* ACTIVITY *
Go through the entries below and copy each line containing the word "after".

* RECORDS FOR THIS TASK *
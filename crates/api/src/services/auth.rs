//! Login, logout and the operator TOTP gate.

use std::sync::Arc;

use chrono::{DateTime, Utc};
use domain::models::user::{
    register_failed_login, AccountStatus, LoginRequest, LoginResponse, Operator, RegisterRequest,
    User,
};
use persistence::error::is_unique_violation;
use persistence::repositories::user::REFERRAL_CODE_CONSTRAINT;
use persistence::repositories::{
    NewUser, OperatorRepository, TokenBlacklistRepository, UserRepository,
};
use shared::jwt::{Audience, Claims, JwtConfig};
use shared::numbering::referral_code;
use shared::password::{hash_password, verify_password};
use shared::totp::{verify_code, TotpError};
use sqlx::PgPool;
use tracing::{info, warn};
use validator::Validate;

use crate::error::ApiError;
use crate::middleware::metrics::record_login;

const BAD_CREDENTIALS: &str = "Invalid username or password";
const REFERRAL_CODE_ATTEMPTS: u32 = 3;

/// Issues and revokes `x-token` sessions for both namespaces.
#[derive(Clone)]
pub struct AuthService {
    pool: PgPool,
    jwt: Arc<JwtConfig>,
}

impl AuthService {
    pub fn new(pool: PgPool, jwt: Arc<JwtConfig>) -> Self {
        Self { pool, jwt }
    }

    /// Creates a customer and signs them in. An unknown referral code is rejected
    /// rather than silently dropped.
    pub async fn register(&self, request: &RegisterRequest) -> Result<LoginResponse, ApiError> {
        request.validate()?;
        let repo = UserRepository::new(self.pool.clone());

        let referrer_id = match request.referral_code.as_deref() {
            Some(code) => Some(
                repo.find_by_referral_code(code)
                    .await?
                    .ok_or_else(|| ApiError::Validation("Unknown referral code".to_string()))?
                    .id,
            ),
            None => None,
        };

        let password_hash = hash_password(&request.password)
            .map_err(|e| ApiError::Internal(format!("Password hashing failed: {}", e)))?;

        let mut attempt = 0;
        let user: User = loop {
            attempt += 1;
            let code = referral_code();
            let new_user = NewUser {
                username: &request.username,
                email: &request.email,
                phone: request.phone.as_deref(),
                password_hash: &password_hash,
                referral_code: &code,
                referrer_id,
            };
            match repo.create(&new_user).await {
                Ok(entity) => break entity.into(),
                Err(e)
                    if attempt < REFERRAL_CODE_ATTEMPTS
                        && is_unique_violation(&e, Some(REFERRAL_CODE_CONSTRAINT)) =>
                {
                    warn!(attempt, "Referral code collision, retrying");
                }
                Err(e) if is_unique_violation(&e, None) => {
                    return Err(ApiError::Conflict(
                        "Username, email or phone is already registered".to_string(),
                    ));
                }
                Err(e) => return Err(e.into()),
            }
        };

        let issued = self
            .jwt
            .issue(user.id, user.uuid, &user.username, Audience::Web)
            .map_err(|e| ApiError::Internal(e.to_string()))?;

        info!(user_id = user.id, referrer_id = ?user.referrer_id, "User registered");

        Ok(LoginResponse {
            token: issued.token,
            expires_at: issued.expires_at,
            user_id: user.id,
            username: user.username,
        })
    }

    /// Customer login with lockout after repeated failures.
    pub async fn web_login(&self, request: &LoginRequest) -> Result<LoginResponse, ApiError> {
        request.validate()?;
        let repo = UserRepository::new(self.pool.clone());
        let now = Utc::now();

        let Some(entity) = repo.find_by_username(&request.username).await? else {
            record_login("web", "failure");
            return Err(ApiError::Unauthorized(BAD_CREDENTIALS.to_string()));
        };
        let mut user: User = entity.into();

        if user.lock_has_lapsed(now) {
            if let Some(unlocked) = repo.unlock(user.id).await? {
                user = unlocked.into();
            }
        }
        // Locked accounts are refused before the password is checked.
        if user.effective_status(now) == AccountStatus::Locked {
            record_login("web", "locked");
            user.ensure_active(now)?;
        }

        let matches = verify_password(&request.password, &user.password_hash)
            .map_err(|e| ApiError::Internal(format!("Password verification failed: {}", e)))?;

        if !matches {
            let failure = register_failed_login(user.failed_login_attempts, now);
            repo.record_login_failure(user.id, failure.attempts, failure.locked_until)
                .await?;
            if let Some(until) = failure.locked_until {
                warn!(user_id = user.id, locked_until = %until, "User locked after repeated login failures");
            }
            record_login("web", "failure");
            return Err(ApiError::Unauthorized(BAD_CREDENTIALS.to_string()));
        }

        user.ensure_active(now)?;
        if user.failed_login_attempts > 0 {
            repo.reset_login_failures(user.id).await?;
        }

        let issued = self
            .jwt
            .issue(user.id, user.uuid, &user.username, Audience::Web)
            .map_err(|e| ApiError::Internal(e.to_string()))?;

        record_login("web", "success");
        info!(user_id = user.id, "User logged in");

        Ok(LoginResponse {
            token: issued.token,
            expires_at: issued.expires_at,
            user_id: user.id,
            username: user.username,
        })
    }

    /// Operator login for the admin namespace.
    pub async fn project_login(&self, request: &LoginRequest) -> Result<LoginResponse, ApiError> {
        request.validate()?;

        let operator: Option<Operator> = OperatorRepository::new(self.pool.clone())
            .find_by_username(&request.username)
            .await?
            .map(Into::into);

        let Some(operator) = operator else {
            record_login("project", "failure");
            return Err(ApiError::Unauthorized(BAD_CREDENTIALS.to_string()));
        };

        let matches = verify_password(&request.password, &operator.password_hash)
            .map_err(|e| ApiError::Internal(format!("Password verification failed: {}", e)))?;
        if !matches {
            record_login("project", "failure");
            warn!(operator = %operator.username, "Operator login failed");
            return Err(ApiError::Unauthorized(BAD_CREDENTIALS.to_string()));
        }
        if !operator.enabled {
            return Err(ApiError::Forbidden("Operator account is disabled".to_string()));
        }

        let issued = self
            .jwt
            .issue(operator.id, operator.uuid, &operator.username, Audience::Project)
            .map_err(|e| ApiError::Internal(e.to_string()))?;

        record_login("project", "success");
        info!(operator_id = operator.id, "Operator logged in");

        Ok(LoginResponse {
            token: issued.token,
            expires_at: issued.expires_at,
            user_id: operator.id,
            username: operator.username,
        })
    }

    /// Blacklists the token until its own expiry.
    pub async fn logout(&self, claims: &Claims) -> Result<(), ApiError> {
        let expires_at = DateTime::<Utc>::from_timestamp(claims.exp, 0).unwrap_or_else(Utc::now);
        TokenBlacklistRepository::new(self.pool.clone())
            .revoke(&claims.jti, expires_at)
            .await?;
        info!(subject = claims.id, aud = ?claims.aud, "Token revoked");
        Ok(())
    }
}

/// Requires a current TOTP code from the operator before a sensitive action.
pub fn ensure_totp(operator: &Operator, code: Option<&str>) -> Result<(), ApiError> {
    let secret = operator.totp_secret.as_deref().ok_or_else(|| {
        ApiError::Forbidden("Two-factor authentication is not set up for this operator".to_string())
    })?;
    let code = code
        .filter(|c| !c.trim().is_empty())
        .ok_or_else(|| ApiError::Validation("TOTP code is required".to_string()))?;

    match verify_code(secret, &operator.username, code) {
        Ok(true) => Ok(()),
        Ok(false) => {
            warn!(operator_id = operator.id, "Rejected TOTP code");
            Err(ApiError::Forbidden("Invalid TOTP code".to_string()))
        }
        Err(TotpError::MalformedCode) => Err(ApiError::Validation(
            "TOTP code must be 6 digits".to_string(),
        )),
        Err(e @ TotpError::InvalidSecret(_)) => Err(ApiError::Internal(e.to_string())),
    }
}

#[cfg(test)]
mod tests {
    use super::*;
    use shared::totp::{current_code, encode_secret};
    use uuid::Uuid;

    fn operator(secret: Option<String>) -> Operator {
        Operator {
            id: 1,
            uuid: Uuid::new_v4(),
            username: "ops".into(),
            nick_name: "Ops".into(),
            password_hash: String::new(),
            totp_secret: secret,
            enabled: true,
        }
    }

    fn secret() -> String {
        encode_secret(b"0123456789abcdef0123")
    }

    #[test]
    fn test_totp_accepts_current_code() {
        let secret = secret();
        let code = current_code(&secret, "ops").unwrap();
        assert!(ensure_totp(&operator(Some(secret)), Some(&code)).is_ok());
    }

    #[test]
    fn test_totp_requires_code() {
        let err = ensure_totp(&operator(Some(secret())), None).unwrap_err();
        assert!(matches!(err, ApiError::Validation(_)));
    }

    #[test]
    fn test_totp_rejects_malformed_code() {
        let err = ensure_totp(&operator(Some(secret())), Some("12ab")).unwrap_err();
        assert!(matches!(err, ApiError::Validation(_)));
    }

    #[test]
    fn test_totp_without_secret_is_forbidden() {
        let err = ensure_totp(&operator(None), Some("123456")).unwrap_err();
        assert!(matches!(err, ApiError::Forbidden(_)));
    }
}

* RESPONSE AREA *
    /// Customer login with lockout after repeated failures.
                warn!(user_id = user.id, locked_until = %until, "User locked after repeated login failures");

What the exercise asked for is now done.